Start of Exercise data
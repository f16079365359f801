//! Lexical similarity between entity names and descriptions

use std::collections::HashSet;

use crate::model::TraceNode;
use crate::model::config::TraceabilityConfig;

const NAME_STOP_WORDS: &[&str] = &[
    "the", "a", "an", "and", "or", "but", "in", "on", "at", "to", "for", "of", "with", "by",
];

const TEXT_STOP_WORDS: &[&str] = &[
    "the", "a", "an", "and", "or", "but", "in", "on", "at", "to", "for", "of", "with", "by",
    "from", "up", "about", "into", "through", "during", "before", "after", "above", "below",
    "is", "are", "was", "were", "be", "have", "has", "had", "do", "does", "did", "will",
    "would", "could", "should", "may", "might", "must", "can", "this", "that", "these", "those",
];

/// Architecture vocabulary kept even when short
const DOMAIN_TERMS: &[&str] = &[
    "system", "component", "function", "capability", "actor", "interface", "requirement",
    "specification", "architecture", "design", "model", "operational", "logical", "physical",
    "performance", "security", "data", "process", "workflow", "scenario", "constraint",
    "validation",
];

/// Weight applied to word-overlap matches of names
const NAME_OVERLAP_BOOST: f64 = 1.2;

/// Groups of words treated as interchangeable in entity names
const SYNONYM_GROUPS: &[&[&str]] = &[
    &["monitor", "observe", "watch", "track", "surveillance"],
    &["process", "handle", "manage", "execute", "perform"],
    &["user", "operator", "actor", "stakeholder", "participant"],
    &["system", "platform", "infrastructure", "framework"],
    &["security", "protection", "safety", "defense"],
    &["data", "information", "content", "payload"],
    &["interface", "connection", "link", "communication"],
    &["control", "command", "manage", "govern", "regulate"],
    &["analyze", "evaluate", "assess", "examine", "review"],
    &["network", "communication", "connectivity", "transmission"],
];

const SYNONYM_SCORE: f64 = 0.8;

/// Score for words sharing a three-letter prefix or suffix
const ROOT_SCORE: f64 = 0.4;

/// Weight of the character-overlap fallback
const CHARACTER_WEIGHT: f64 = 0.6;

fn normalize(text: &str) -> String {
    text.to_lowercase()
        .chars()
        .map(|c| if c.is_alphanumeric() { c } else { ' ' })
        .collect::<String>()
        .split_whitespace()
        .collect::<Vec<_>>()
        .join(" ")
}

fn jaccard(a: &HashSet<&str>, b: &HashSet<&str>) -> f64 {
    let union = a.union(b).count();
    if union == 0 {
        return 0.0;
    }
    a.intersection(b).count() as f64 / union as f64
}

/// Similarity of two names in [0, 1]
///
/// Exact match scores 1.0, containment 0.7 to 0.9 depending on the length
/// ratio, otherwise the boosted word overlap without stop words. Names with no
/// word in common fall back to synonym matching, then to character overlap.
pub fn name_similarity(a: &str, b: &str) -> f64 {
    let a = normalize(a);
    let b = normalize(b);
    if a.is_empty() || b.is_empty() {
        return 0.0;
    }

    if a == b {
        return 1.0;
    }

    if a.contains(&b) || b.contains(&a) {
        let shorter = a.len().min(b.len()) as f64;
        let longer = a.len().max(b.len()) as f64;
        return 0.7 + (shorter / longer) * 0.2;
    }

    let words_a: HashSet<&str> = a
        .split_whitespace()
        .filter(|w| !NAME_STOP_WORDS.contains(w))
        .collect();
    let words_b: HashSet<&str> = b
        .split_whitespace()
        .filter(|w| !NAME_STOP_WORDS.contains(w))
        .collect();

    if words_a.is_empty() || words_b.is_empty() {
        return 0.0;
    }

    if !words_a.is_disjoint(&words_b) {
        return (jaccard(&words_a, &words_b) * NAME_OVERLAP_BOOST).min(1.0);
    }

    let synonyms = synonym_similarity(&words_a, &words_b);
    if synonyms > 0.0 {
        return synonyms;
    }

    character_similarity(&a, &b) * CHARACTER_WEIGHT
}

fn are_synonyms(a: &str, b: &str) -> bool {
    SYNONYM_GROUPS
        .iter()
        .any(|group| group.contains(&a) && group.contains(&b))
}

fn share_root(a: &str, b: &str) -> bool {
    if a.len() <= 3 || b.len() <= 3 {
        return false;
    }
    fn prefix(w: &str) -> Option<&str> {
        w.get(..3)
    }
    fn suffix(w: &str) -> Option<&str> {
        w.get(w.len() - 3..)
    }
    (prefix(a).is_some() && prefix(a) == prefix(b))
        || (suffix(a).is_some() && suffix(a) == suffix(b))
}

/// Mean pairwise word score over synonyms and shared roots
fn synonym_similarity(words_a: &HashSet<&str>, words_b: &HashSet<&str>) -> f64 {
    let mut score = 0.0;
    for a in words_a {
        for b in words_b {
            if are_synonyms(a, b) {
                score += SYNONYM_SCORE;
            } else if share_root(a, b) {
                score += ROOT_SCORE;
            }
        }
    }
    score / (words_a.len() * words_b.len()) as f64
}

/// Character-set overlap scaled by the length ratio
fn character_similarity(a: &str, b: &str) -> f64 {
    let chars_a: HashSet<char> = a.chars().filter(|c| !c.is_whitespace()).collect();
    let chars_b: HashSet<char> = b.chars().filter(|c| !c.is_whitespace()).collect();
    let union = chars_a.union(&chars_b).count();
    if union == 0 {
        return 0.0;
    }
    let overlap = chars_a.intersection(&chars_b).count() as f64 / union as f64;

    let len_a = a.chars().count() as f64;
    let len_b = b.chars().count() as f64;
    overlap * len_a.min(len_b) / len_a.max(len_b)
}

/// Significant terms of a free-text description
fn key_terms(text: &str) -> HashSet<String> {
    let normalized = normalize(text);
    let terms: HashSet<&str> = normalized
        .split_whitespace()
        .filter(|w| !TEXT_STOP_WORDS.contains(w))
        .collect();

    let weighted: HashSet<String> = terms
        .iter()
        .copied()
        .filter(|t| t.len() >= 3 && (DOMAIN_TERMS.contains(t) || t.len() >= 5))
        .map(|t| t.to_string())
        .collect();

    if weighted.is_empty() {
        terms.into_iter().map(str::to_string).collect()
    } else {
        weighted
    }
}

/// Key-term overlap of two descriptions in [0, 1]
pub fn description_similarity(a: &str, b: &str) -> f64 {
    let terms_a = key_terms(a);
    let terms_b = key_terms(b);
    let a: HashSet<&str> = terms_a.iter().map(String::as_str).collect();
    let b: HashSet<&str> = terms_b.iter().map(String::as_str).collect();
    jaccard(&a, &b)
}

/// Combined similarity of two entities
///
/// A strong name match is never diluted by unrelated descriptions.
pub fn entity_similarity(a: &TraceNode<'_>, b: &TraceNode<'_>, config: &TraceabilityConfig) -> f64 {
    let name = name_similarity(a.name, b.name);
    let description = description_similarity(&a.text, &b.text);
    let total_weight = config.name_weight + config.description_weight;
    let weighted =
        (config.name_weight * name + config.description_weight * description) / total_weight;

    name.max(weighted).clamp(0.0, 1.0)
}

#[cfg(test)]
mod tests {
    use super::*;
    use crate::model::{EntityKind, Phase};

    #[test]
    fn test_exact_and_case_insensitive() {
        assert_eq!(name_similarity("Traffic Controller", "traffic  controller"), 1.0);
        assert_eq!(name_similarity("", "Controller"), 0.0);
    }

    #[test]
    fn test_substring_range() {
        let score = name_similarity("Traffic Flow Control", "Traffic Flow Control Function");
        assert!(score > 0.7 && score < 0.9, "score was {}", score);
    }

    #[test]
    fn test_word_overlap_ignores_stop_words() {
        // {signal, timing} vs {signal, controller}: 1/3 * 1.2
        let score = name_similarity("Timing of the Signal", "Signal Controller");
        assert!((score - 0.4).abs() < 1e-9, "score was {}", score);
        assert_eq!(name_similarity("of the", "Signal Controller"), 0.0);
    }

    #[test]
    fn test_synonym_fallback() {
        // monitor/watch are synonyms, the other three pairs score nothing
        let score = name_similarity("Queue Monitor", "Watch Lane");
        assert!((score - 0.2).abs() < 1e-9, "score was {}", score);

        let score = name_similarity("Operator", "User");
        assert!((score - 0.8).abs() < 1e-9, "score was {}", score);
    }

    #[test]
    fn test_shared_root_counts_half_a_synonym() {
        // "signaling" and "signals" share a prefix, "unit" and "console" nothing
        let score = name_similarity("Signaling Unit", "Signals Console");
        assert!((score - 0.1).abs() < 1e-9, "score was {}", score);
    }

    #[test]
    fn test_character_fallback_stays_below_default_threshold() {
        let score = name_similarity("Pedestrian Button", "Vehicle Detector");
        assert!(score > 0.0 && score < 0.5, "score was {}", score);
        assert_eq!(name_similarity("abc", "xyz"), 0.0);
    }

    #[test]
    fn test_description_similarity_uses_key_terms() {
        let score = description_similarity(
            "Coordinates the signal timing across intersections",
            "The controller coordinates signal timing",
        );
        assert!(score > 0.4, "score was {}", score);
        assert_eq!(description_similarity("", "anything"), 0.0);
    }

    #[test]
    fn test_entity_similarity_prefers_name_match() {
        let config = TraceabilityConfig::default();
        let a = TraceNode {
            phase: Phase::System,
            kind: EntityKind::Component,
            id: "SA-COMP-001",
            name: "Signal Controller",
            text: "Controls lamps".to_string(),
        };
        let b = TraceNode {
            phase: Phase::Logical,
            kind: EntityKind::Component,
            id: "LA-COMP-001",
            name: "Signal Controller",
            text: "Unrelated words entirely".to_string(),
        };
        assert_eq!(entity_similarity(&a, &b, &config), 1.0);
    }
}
End of Exercise data
> [Goal of the exercise]
If a line in the records contains the string "Option", copy it out.

> [Task result]
    fn prefix(w: &str) -> Option<&str> {
    fn suffix(w: &str) -> Option<&str> {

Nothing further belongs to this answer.